● Instructions for the task: The entries below contain a stretch that opens with the line containing "This module provides" and closes with the line containing "pub use executor::execute_command;"; set down that stretch exactly, both ends included, and nothing else.

● Record excerpts:

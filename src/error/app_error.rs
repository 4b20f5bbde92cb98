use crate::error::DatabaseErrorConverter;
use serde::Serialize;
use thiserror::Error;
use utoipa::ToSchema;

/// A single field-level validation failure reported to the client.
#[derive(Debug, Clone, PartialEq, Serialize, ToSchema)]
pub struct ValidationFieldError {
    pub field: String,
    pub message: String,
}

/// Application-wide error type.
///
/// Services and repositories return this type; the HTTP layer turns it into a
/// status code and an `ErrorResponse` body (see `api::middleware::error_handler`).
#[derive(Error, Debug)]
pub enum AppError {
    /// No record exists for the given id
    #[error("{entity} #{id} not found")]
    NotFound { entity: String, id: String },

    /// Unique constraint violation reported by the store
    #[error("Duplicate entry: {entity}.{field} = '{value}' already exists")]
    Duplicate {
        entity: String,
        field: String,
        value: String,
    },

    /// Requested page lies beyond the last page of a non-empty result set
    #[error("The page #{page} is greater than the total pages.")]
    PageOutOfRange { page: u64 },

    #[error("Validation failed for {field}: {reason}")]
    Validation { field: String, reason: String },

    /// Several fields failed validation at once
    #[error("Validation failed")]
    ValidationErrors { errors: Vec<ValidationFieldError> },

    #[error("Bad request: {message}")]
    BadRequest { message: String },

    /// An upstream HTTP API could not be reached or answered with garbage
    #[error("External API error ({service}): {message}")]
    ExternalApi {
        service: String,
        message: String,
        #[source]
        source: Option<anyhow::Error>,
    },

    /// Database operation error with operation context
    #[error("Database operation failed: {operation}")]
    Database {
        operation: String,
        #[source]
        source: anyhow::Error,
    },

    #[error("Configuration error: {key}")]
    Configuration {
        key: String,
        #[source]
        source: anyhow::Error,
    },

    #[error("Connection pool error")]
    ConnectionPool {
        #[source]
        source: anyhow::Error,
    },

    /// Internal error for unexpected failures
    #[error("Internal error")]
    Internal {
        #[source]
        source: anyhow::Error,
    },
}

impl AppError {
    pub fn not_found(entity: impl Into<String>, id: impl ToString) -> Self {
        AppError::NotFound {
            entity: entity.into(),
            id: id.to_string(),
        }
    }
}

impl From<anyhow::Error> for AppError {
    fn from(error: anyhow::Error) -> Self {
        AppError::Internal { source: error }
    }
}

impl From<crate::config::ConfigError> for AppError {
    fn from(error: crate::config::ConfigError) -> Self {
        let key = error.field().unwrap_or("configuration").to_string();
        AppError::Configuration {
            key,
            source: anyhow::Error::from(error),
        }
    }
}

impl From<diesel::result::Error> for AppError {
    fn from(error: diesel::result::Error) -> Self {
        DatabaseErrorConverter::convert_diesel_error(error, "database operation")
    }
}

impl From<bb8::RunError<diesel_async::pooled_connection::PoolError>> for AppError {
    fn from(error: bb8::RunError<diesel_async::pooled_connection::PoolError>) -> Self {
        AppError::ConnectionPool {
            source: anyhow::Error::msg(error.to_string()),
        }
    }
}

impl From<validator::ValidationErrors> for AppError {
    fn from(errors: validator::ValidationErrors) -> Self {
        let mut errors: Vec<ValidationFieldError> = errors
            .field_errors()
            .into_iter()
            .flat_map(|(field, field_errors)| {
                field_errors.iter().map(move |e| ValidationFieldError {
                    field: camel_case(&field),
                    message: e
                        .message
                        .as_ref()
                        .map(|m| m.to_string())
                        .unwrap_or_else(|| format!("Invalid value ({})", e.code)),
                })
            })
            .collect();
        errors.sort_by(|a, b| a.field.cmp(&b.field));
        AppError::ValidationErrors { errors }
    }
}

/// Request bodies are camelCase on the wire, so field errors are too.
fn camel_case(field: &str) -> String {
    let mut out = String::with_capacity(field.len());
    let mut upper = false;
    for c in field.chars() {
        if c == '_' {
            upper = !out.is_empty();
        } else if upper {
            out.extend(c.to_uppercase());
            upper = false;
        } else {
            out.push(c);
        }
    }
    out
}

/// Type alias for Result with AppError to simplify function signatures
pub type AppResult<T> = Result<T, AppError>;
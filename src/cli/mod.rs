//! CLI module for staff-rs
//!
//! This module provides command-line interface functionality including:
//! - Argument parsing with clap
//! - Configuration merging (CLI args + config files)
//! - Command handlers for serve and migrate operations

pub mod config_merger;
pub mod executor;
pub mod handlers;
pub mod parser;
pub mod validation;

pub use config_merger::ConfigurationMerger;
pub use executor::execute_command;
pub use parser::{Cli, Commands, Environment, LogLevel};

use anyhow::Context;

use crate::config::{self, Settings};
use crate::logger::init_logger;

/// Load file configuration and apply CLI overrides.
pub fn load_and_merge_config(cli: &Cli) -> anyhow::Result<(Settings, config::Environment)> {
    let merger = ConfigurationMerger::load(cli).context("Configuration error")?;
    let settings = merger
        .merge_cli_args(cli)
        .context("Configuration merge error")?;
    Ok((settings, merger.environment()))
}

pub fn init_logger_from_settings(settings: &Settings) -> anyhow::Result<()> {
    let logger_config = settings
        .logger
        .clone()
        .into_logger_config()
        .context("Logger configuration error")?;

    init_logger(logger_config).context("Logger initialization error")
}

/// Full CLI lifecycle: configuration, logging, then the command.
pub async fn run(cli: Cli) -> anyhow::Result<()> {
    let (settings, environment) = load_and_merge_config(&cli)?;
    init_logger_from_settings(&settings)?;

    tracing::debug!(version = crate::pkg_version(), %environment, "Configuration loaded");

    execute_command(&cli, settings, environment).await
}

● Written solution:
//! This module provides command-line interface functionality including:
//! - Argument parsing with clap
//! - Configuration merging (CLI args + config files)
//! - Command handlers for serve and migrate operations

pub mod config_merger;
pub mod executor;
pub mod handlers;
pub mod parser;
pub mod validation;

pub use config_merger::ConfigurationMerger;
pub use executor::execute_command;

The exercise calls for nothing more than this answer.